### [About this exercise]
Scan the records for "item". Report each line that includes it.
* * * *
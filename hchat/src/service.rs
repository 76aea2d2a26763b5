//! Chat orchestration for one-shot and streaming calls with tool loops.

use std::sync::Arc;

use futures_timer::Delay;
use futures_util::StreamExt;
use hcommon::ChatOptions;
use hprovider::hunyuan::{ChatCompletionRequest, ChatCompletionResponse, DEFAULT_MODEL};
use hprovider::{
    ChatCompletionApi, ChunkStream, NoopOperationHooks, ProviderErrorKind, ProviderOperationHooks,
    RetryPolicy, execute_with_retry,
};
use htooling::{NoopToolRuntime, ToolRuntime};
use tracing::Instrument;

use crate::aggregate::{MessageAggregator, collect_final};
use crate::normalize::{ExchangeState, to_chat_result};
use crate::tool_calls::is_tool_call;
use crate::{
    ChatError, ChatRequestBuilder, ChatResult, ChatResultStream, Conversation, ToolCallResolver,
};

pub const DEFAULT_MAX_TOOL_ROUNDS: u32 = 10;

const CHAT_COMPLETION: &str = "chat_completion";
const CHAT_COMPLETION_STREAM: &str = "chat_completion_stream";

/// Chat client over a [`ChatCompletionApi`].
///
/// Both entry points run the same loop: build a request, send it through the
/// retry policy, normalize the reply, and when the model asks for tools,
/// execute them and send the extended conversation again.
#[derive(Clone)]
pub struct ChatModel {
    api: Arc<dyn ChatCompletionApi>,
    requests: ChatRequestBuilder,
    resolver: ToolCallResolver,
    retry_policy: RetryPolicy,
    hooks: Arc<dyn ProviderOperationHooks>,
    max_tool_rounds: u32,
}

impl ChatModel {
    pub fn builder(api: Arc<dyn ChatCompletionApi>) -> ChatModelBuilder {
        ChatModelBuilder::new(api)
    }

    pub fn default_options(&self) -> &ChatOptions {
        self.requests.default_options()
    }

    pub fn max_tool_rounds(&self) -> u32 {
        self.max_tool_rounds
    }

    /// Runs a blocking exchange, resolving tool calls until the model answers.
    pub async fn call(&self, conversation: Conversation) -> Result<ChatResult, ChatError> {
        let mut conversation = conversation;
        let mut round = 0_u32;

        loop {
            let options = self.requests.merge_options(&conversation.options);
            let request = self.requests.build(&conversation, false)?;
            let span = tracing::info_span!("chat_completion", model = %request.model, round);

            let response = self.send(&request).instrument(span).await?;
            let result = to_chat_result(response.response, &request.model);

            if !is_tool_call(&result, &options) {
                return Ok(result);
            }

            conversation = self.next_round(&conversation, &result, round).await?;
            round += 1;
        }
    }

    /// Lazily streams incremental results.
    ///
    /// Nothing is sent until the stream is polled, and dropping it cancels the
    /// exchange. A fragment that completes a tool request is not yielded; the
    /// fragments of the follow-up request continue the same stream. Fragments
    /// that fail to decode or normalize are yielded as empty results.
    pub fn stream(&self, conversation: Conversation) -> ChatResultStream<'_> {
        let stream = async_stream::try_stream! {
            let mut conversation = conversation;
            let mut round = 0_u32;

            loop {
                let options = self.requests.merge_options(&conversation.options);
                let request = self.requests.build(&conversation, true)?;
                let span =
                    tracing::info_span!("chat_completion_stream", model = %request.model, round);

                let mut chunks = self.open_stream(&request).instrument(span).await?;
                let mut exchange = ExchangeState::new(request.model.clone());
                let mut pending = None;

                while let Some(item) = chunks.next().await {
                    let result = match item {
                        Ok(chunk) => exchange.normalize(chunk).unwrap_or_else(|error| {
                            tracing::error!(error = %error, "failed to normalize stream fragment");
                            ChatResult::empty()
                        }),
                        Err(error) if error.kind == ProviderErrorKind::MalformedResponse => {
                            tracing::error!(error = %error, "failed to decode stream fragment");
                            ChatResult::empty()
                        }
                        Err(error) => Err(ChatError::from(error))?,
                    };

                    if !options.is_proxy_tool_calls() && exchange.requests_tools() {
                        pending = Some(exchange.aggregated());
                        break;
                    }

                    yield result;
                }

                drop(chunks);

                let Some(pending) = pending else {
                    break;
                };

                conversation = self.next_round(&conversation, &pending, round).await?;
                round += 1;
            }
        };

        Box::pin(stream) as ChatResultStream<'_>
    }

    /// Like [`ChatModel::stream`], handing the reduced result to `on_complete`
    /// once the stream ends.
    pub fn stream_aggregated<'a, F>(
        &'a self,
        conversation: Conversation,
        on_complete: F,
    ) -> ChatResultStream<'a>
    where
        F: FnOnce(ChatResult) + Send + 'a,
    {
        Box::pin(MessageAggregator::new(self.stream(conversation), on_complete))
    }

    /// Streams `conversation` and reduces every fragment into one result.
    pub async fn collect_final(&self, conversation: Conversation) -> Result<ChatResult, ChatError> {
        collect_final(self.stream(conversation)).await
    }

    async fn send(
        &self,
        request: &ChatCompletionRequest,
    ) -> Result<ChatCompletionResponse, ChatError> {
        let api = self.api.as_ref();
        execute_with_retry(
            CHAT_COMPLETION,
            &self.retry_policy,
            self.hooks.as_ref(),
            move |_attempt| api.chat_completion(request),
            Delay::new,
        )
        .await
        .map_err(ChatError::from)
    }

    async fn open_stream<'a>(
        &'a self,
        request: &'a ChatCompletionRequest,
    ) -> Result<ChunkStream<'a>, ChatError> {
        let api = self.api.as_ref();
        execute_with_retry(
            CHAT_COMPLETION_STREAM,
            &self.retry_policy,
            self.hooks.as_ref(),
            move |_attempt| api.chat_completion_stream(request),
            Delay::new,
        )
        .await
        .map_err(ChatError::from)
    }

    async fn next_round(
        &self,
        conversation: &Conversation,
        result: &ChatResult,
        round: u32,
    ) -> Result<Conversation, ChatError> {
        if round >= self.max_tool_rounds {
            tracing::warn!(
                max_tool_rounds = self.max_tool_rounds,
                "tool round limit reached"
            );
            return Err(ChatError::tool_round_limit(self.max_tool_rounds));
        }

        tracing::debug!(round, response_id = %result.metadata.id, "resolving tool calls");
        self.resolver.resolve(conversation, result, round).await
    }
}

impl std::fmt::Debug for ChatModel {
    fn fmt(&self, f: &mut std::fmt::Formatter<'_>) -> std::fmt::Result {
        f.debug_struct("ChatModel")
            .field("requests", &self.requests)
            .field("retry_policy", &self.retry_policy)
            .field("max_tool_rounds", &self.max_tool_rounds)
            .finish_non_exhaustive()
    }
}

pub struct ChatModelBuilder {
    api: Arc<dyn ChatCompletionApi>,
    default_options: ChatOptions,
    tool_runtime: Arc<dyn ToolRuntime>,
    retry_policy: RetryPolicy,
    hooks: Arc<dyn ProviderOperationHooks>,
    max_tool_rounds: u32,
}

impl ChatModelBuilder {
    pub fn new(api: Arc<dyn ChatCompletionApi>) -> Self {
        Self {
            api,
            default_options: ChatOptions::default().with_model(DEFAULT_MODEL),
            tool_runtime: Arc::new(NoopToolRuntime),
            retry_policy: RetryPolicy::default(),
            hooks: Arc::new(NoopOperationHooks),
            max_tool_rounds: DEFAULT_MAX_TOOL_ROUNDS,
        }
    }

    /// Replaces the client defaults. A model left unset here must be given per call.
    pub fn default_options(mut self, options: ChatOptions) -> Self {
        self.default_options = options;
        self
    }

    pub fn tool_runtime(mut self, tool_runtime: Arc<dyn ToolRuntime>) -> Self {
        self.tool_runtime = tool_runtime;
        self
    }

    pub fn retry_policy(mut self, retry_policy: RetryPolicy) -> Self {
        self.retry_policy = retry_policy;
        self
    }

    pub fn operation_hooks(mut self, hooks: Arc<dyn ProviderOperationHooks>) -> Self {
        self.hooks = hooks;
        self
    }

    pub fn max_tool_rounds(mut self, max_tool_rounds: u32) -> Self {
        self.max_tool_rounds = max_tool_rounds;
        self
    }

    pub fn build(self) -> ChatModel {
        ChatModel {
            api: self.api,
            requests: ChatRequestBuilder::new(
                self.default_options,
                Arc::clone(&self.tool_runtime),
            ),
            resolver: ToolCallResolver::new(self.tool_runtime),
            retry_policy: self.retry_policy,
            hooks: self.hooks,
            max_tool_rounds: self.max_tool_rounds,
        }
    }
}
* * * *
### [Reply to the exercise]
                while let Some(item) = chunks.next().await {
                    let result = match item {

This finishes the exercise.